:: ASSIGNMENT ::
Lines from the beginning of the entries up to and including the one with "list of typed requests" must be duplicated word for word; leave out all others.

:: INFORMATION SHOWN ::

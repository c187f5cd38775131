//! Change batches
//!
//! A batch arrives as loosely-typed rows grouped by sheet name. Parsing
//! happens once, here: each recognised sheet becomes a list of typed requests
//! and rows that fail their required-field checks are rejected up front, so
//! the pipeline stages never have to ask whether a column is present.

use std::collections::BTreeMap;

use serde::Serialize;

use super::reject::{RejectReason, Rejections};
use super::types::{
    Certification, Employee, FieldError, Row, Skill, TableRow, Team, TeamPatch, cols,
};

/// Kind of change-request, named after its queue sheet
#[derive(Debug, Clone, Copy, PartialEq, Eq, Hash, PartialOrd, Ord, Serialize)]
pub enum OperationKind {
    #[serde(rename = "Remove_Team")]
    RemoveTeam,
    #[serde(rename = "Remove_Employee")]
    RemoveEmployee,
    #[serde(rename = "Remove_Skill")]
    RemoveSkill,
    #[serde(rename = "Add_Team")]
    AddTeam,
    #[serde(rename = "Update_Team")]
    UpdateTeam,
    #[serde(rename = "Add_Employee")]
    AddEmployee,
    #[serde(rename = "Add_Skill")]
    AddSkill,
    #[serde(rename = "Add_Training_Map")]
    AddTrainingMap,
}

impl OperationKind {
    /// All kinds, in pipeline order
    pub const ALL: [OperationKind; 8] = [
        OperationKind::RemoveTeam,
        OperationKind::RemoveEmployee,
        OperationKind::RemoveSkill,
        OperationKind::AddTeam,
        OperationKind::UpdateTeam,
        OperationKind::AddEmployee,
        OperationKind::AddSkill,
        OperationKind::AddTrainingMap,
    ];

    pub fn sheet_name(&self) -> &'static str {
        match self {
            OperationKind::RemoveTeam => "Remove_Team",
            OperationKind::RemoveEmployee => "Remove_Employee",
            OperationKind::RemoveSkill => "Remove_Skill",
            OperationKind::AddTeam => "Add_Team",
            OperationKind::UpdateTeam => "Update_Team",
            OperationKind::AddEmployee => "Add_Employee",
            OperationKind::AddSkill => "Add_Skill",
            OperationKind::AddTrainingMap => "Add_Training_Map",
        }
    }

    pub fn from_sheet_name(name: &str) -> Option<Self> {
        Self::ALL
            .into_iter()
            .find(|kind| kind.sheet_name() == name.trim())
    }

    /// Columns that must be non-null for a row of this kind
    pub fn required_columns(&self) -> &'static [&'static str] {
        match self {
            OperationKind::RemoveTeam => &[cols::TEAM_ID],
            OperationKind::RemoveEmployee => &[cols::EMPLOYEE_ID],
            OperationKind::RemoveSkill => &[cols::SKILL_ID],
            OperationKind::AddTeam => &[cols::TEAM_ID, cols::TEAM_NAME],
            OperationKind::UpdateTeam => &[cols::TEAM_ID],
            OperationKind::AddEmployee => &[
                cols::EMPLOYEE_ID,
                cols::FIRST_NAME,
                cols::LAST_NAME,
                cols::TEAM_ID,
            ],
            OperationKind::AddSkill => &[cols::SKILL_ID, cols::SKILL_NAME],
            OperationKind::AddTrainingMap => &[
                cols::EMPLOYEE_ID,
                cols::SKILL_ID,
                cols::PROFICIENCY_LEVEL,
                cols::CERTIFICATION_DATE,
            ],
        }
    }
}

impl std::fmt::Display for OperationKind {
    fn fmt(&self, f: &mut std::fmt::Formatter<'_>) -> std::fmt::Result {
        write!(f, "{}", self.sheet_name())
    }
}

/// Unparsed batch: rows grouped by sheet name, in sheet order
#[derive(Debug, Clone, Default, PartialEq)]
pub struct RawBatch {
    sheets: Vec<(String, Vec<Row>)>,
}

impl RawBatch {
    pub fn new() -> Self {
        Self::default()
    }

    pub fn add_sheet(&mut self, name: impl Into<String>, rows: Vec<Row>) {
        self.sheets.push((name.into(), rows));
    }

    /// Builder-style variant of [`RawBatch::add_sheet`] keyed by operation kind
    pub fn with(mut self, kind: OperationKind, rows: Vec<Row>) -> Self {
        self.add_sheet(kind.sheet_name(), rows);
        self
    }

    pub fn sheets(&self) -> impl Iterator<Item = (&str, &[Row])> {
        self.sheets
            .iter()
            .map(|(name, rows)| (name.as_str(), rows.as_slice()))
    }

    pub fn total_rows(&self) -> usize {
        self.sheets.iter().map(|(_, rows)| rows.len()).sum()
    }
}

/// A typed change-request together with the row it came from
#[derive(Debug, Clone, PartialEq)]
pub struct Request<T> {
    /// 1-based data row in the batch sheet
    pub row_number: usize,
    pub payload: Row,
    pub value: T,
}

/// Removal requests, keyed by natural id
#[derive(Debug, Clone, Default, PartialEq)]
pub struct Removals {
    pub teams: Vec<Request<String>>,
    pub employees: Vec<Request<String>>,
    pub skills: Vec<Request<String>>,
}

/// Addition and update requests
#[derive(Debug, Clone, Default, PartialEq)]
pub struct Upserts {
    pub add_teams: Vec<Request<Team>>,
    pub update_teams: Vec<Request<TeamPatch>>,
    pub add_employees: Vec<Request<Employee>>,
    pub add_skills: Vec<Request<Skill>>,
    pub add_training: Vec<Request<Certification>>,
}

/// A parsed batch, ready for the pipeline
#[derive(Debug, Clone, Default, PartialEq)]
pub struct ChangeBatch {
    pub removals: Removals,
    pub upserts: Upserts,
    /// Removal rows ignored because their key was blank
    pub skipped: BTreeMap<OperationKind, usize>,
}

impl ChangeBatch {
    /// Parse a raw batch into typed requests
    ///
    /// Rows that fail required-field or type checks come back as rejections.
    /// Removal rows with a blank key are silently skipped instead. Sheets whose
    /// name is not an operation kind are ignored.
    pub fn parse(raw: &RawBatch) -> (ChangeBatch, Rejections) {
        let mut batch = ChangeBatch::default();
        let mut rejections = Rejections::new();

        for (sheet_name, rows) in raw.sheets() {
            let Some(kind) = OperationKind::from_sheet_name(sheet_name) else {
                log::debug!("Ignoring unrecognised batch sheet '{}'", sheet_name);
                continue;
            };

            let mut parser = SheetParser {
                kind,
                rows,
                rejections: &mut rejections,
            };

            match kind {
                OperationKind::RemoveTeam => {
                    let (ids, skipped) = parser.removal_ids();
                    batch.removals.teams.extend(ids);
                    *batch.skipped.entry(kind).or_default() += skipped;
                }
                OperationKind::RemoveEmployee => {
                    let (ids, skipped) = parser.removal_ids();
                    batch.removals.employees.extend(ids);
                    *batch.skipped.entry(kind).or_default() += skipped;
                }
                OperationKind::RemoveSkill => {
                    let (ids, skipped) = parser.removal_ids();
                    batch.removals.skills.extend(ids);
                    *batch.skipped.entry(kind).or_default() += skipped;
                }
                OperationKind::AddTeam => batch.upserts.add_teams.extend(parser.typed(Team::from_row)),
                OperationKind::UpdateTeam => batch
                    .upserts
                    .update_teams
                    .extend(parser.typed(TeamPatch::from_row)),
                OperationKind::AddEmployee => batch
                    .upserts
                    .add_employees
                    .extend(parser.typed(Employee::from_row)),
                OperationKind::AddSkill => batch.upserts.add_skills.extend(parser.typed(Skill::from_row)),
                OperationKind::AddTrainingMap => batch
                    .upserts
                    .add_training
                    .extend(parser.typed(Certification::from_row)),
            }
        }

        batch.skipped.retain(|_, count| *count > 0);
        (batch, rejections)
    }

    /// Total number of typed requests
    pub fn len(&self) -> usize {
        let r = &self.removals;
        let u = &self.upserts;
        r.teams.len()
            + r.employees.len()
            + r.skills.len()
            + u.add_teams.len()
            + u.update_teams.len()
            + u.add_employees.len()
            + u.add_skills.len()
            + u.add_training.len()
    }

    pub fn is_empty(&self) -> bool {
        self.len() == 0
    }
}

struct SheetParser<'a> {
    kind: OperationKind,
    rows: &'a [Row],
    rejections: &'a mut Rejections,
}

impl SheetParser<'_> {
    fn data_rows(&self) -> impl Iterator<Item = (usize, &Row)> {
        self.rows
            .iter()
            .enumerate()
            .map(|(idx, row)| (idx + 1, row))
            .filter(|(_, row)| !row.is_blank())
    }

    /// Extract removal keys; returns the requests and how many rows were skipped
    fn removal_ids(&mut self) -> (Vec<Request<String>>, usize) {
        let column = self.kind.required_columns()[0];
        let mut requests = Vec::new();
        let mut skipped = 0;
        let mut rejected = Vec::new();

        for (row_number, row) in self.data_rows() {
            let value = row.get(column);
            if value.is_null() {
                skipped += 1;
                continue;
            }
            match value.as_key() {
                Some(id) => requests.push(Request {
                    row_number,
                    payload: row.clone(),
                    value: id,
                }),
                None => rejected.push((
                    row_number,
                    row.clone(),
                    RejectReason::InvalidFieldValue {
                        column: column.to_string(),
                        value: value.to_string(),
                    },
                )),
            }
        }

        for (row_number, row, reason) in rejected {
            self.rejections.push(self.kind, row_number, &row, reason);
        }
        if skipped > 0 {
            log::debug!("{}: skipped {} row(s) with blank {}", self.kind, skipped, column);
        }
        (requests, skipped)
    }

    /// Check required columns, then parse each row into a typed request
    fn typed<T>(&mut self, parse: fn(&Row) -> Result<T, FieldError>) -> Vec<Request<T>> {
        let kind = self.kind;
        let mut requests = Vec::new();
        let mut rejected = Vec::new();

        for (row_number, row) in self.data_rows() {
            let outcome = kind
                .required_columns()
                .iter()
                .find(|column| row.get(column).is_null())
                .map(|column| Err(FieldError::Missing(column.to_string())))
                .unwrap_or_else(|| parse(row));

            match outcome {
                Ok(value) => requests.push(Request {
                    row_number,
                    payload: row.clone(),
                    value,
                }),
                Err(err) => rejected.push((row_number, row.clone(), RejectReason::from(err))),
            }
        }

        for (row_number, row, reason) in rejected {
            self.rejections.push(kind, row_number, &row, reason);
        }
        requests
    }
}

:: RESULT ::
repository c187f5cd38775131
//! Change batches
//!
//! A batch arrives as loosely-typed rows grouped by sheet name. Parsing
//! happens once, here: each recognised sheet becomes a list of typed requests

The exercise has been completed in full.